Zusammenfassung
Muskelsehnenverletzungen haben vor allem bei Schnellkraftsportarten einen hohen
Anteil an allen Verletzungen. Sowohl vom Dehnen beim Aufwärmen als auch
vom regelmäßigen Dehnen wird eine Reduzierung der
Muskelsehnenverletzungen erwartet. Die Angabe über das Ausmaß
der Reduzierung erfolgt entweder in Prozent oder über die Empfehlung,
wie viele Jahre man dehnen muss, um eine Muskelsehnenverletzung zu vermeiden.
Die Angaben weisen eine große Streuung auf (5–54%,
5–23 Jahre).
Im vorliegenden Beitrag wird erläutert, wie diese unterschiedlichen
Zahlen zustande kommen und wie sie zu interpretieren sind. Dabei kommen dem
unterschiedlichen Verletzungsrisiko bei verschiedenen sportlichen
Aktivitäten und den Unterschieden beim Belastungsumfang (Stunden pro
Jahr) eine besondere Bedeutung zu.
In den entsprechenden Metaanalysen der letzten Jahre wurden vor allem
zwölf Primärstudien berücksichtigt. Dabei werden von den
Metaanalysen jeweils unterschiedliche und unterschiedlich viele
Primärstudien einbezogen. Vor allem vier Primärstudien sind
für eine Berechnung des relativen Risikos geeignet. Diese Berechnung
ergibt, dass ca. ein Drittel der Muskelsehnenverletzungen vermieden werden kann.
Dieses Ergebnis wird durch fünf weitere Primärstudien
gestützt. Es kann nicht geklärt werden, ob diese Reduzierung
durch kurzfristige Aufwärmeffekte oder langfristige Anpassungen
verursacht wird. Daher sollte dem Dehnungstraining in der Sportpraxis beim
Aufwärmen (dynamisches Dehnen) und beim regelmäßigen
Dehnen (alle Methoden) große Bedeutung beigemessen werden. Neben dem
Dehnen gibt es weitere Maßnahmen, die das Verletzungsrisiko verringern
können, so das exzentrische Krafttraining.

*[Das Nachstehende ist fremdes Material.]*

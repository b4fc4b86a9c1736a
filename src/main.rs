use clap::{Parser, Subcommand};
use newswire_search::config::{DOCUMENTS_DB_FILE, RESULTS_SHOWN};
use newswire_search::document::open_corpus;
use newswire_search::engine::{collect_hits, render_hits, score_tokens};
use newswire_search::repl::Repl;
use newswire_search::{
    Bm25Params, BuildOptions, DocumentStore, Result, build_index_dir, load_index, tokenize,
};
use std::io;
use std::path::{Path, PathBuf};
use std::process::ExitCode;
use tracing::{error, info};
use tracing_subscriber::EnvFilter;

#[derive(Parser)]
#[command(name = "newswire", about = "BM25 search over newswire corpora", version)]
struct Cli {
    #[command(subcommand)]
    command: Command,
}

#[derive(Subcommand)]
enum Command {
    /// Build an index directory from a corpus file (`.gz` is decompressed)
    Index {
        source: PathBuf,
        index_dir: PathBuf,
        /// Keep the existing document store; only rebuild the index files
        #[arg(long)]
        rerun: bool,
        /// Abort on the first malformed or duplicate document
        #[arg(long)]
        strict: bool,
    },
    /// Interactive retrieval over an index directory
    Retrieve {
        index_dir: PathBuf,
        #[command(flatten)]
        params: ParamArgs,
    },
    /// Run one query and print the ranked results
    Query {
        index_dir: PathBuf,
        #[arg(required = true)]
        query: Vec<String>,
        #[arg(long, default_value_t = RESULTS_SHOWN)]
        limit: usize,
        /// Print hits as JSON
        #[arg(long)]
        json: bool,
        #[command(flatten)]
        params: ParamArgs,
    },
}

#[derive(clap::Args)]
struct ParamArgs {
    #[arg(long)]
    k1: Option<f64>,
    #[arg(long)]
    b: Option<f64>,
    #[arg(long)]
    k2: Option<f64>,
}

impl ParamArgs {
    fn resolve(&self) -> Bm25Params {
        let default = Bm25Params::default();
        Bm25Params {
            k1: self.k1.unwrap_or(default.k1),
            b: self.b.unwrap_or(default.b),
            k2: self.k2.unwrap_or(default.k2),
        }
    }
}

fn main() -> ExitCode {
    tracing_subscriber::fmt()
        .with_env_filter(
            EnvFilter::try_from_default_env().unwrap_or_else(|_| EnvFilter::new("newswire_search=info,newswire=info")),
        )
        .with_writer(io::stderr)
        .init();

    let cli = Cli::parse();
    let outcome = match cli.command {
        Command::Index {
            source,
            index_dir,
            rerun,
            strict,
        } => index(&source, &index_dir, rerun, BuildOptions { strict }),
        Command::Retrieve { index_dir, params } => retrieve(&index_dir, params.resolve()),
        Command::Query {
            index_dir,
            query,
            limit,
            json,
            params,
        } => query_once(&index_dir, &query.join(" "), limit, json, params.resolve()),
    };

    match outcome {
        Ok(()) => ExitCode::SUCCESS,
        Err(e) => {
            error!(error = %e, "command failed");
            ExitCode::FAILURE
        }
    }
}

fn index(source: &Path, index_dir: &Path, rerun: bool, options: BuildOptions) -> Result<()> {
    let corpus = open_corpus(source)?;
    let report = build_index_dir(corpus, index_dir, &options, rerun)?;
    info!(
        indexed = report.indexed,
        skipped = report.skipped.len(),
        dir = %index_dir.display(),
        "index created"
    );
    Ok(())
}

fn retrieve(index_dir: &Path, params: Bm25Params) -> Result<()> {
    let index = load_index(index_dir)?;
    let store = DocumentStore::open_existing(&index_dir.join(DOCUMENTS_DB_FILE))?;
    let stdin = io::stdin();
    Repl::new(&index, &store, params).run(stdin.lock(), io::stdout().lock())
}

fn query_once(index_dir: &Path, query: &str, limit: usize, json: bool, params: Bm25Params) -> Result<()> {
    let index = load_index(index_dir)?;
    let store = DocumentStore::open_existing(&index_dir.join(DOCUMENTS_DB_FILE))?;

    let tokens = tokenize(query);
    let results = score_tokens(&tokens, &index, &params);
    let hits = collect_hits(&index, &store, &tokens, &results, limit)?;

    if json {
        println!("{}", serde_json::to_string_pretty(&hits)?);
    } else {
        print!("{}", render_hits(&hits));
    }
    Ok(())
}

In zukünftigen Studien sollten der Belastungsumfang und die
Verletzungsinzidenz in Verletzungen pro 1000 Stunden angegeben werden. Da diese
Angaben in vielen Primärstudien fehlen, können die Ergebnisse
kaum verglichen und übertragen werden. Darüber hinaus sollten
zusätzliche Variablen wie z. B. Vorverletzungen erhoben werden
und in eine multivariate Auswertung einfließen.
Summary
Of all injuries, muscle tendon injuries comprise a high proportion, especially
with regard to high-speed sports. Both stretching during warm-up and regular
stretching are expected to reduce muscle tendon injuries. The extent of the
reduction is given either as a percentage or by recommending how many years one
needs to stretch to avoid muscle tendon injury. The data shows a wide dispersion
(5–54%, 5–23 years).
This article explains how these different figures come about and how inferences
can be drawn from them. The risk of injury during various sporting activities
and the differences in the amount of stress (hours per year) are of particular
importance. With respect to the meta-analyses of the last few years, 12 primary
studies in particular were considered. The meta-analyses include different and
varying numbers of primary studies. Four primary studies in particular are
suitable for calculating relative risk. This calculation shows that about a
third of muscle tendon injuries can be avoided. The outcome is supported by five
other primary studies. It cannot be clarified whether the reduction is caused by
short-term warm-up effects or long-term adjustments. Therefore, more emphasis
should be attached to stretching training in sports practice when warming up
(dynamic stretching) and regular stretching (all methods). In addition to
stretching, there are other measures that can reduce the risk of injury, such as
eccentric strength training. In future studies, the extent of stress and injury
incidence should be reported in injuries per 1000 hours. Since this
information is missing in many primary studies, the results can hardly be
compared and transferred. Moreover, additional variables such as previous
injuries should be collected and included in multivariate evaluations.
Stichworte Dehnungstraining - Verletzungsinzidenz - Verletzungsprävention - Muskel-/Sehnenverletzungen.
Key words Stretch training - injury incidence - injury prevention - muscle/tendon injuries.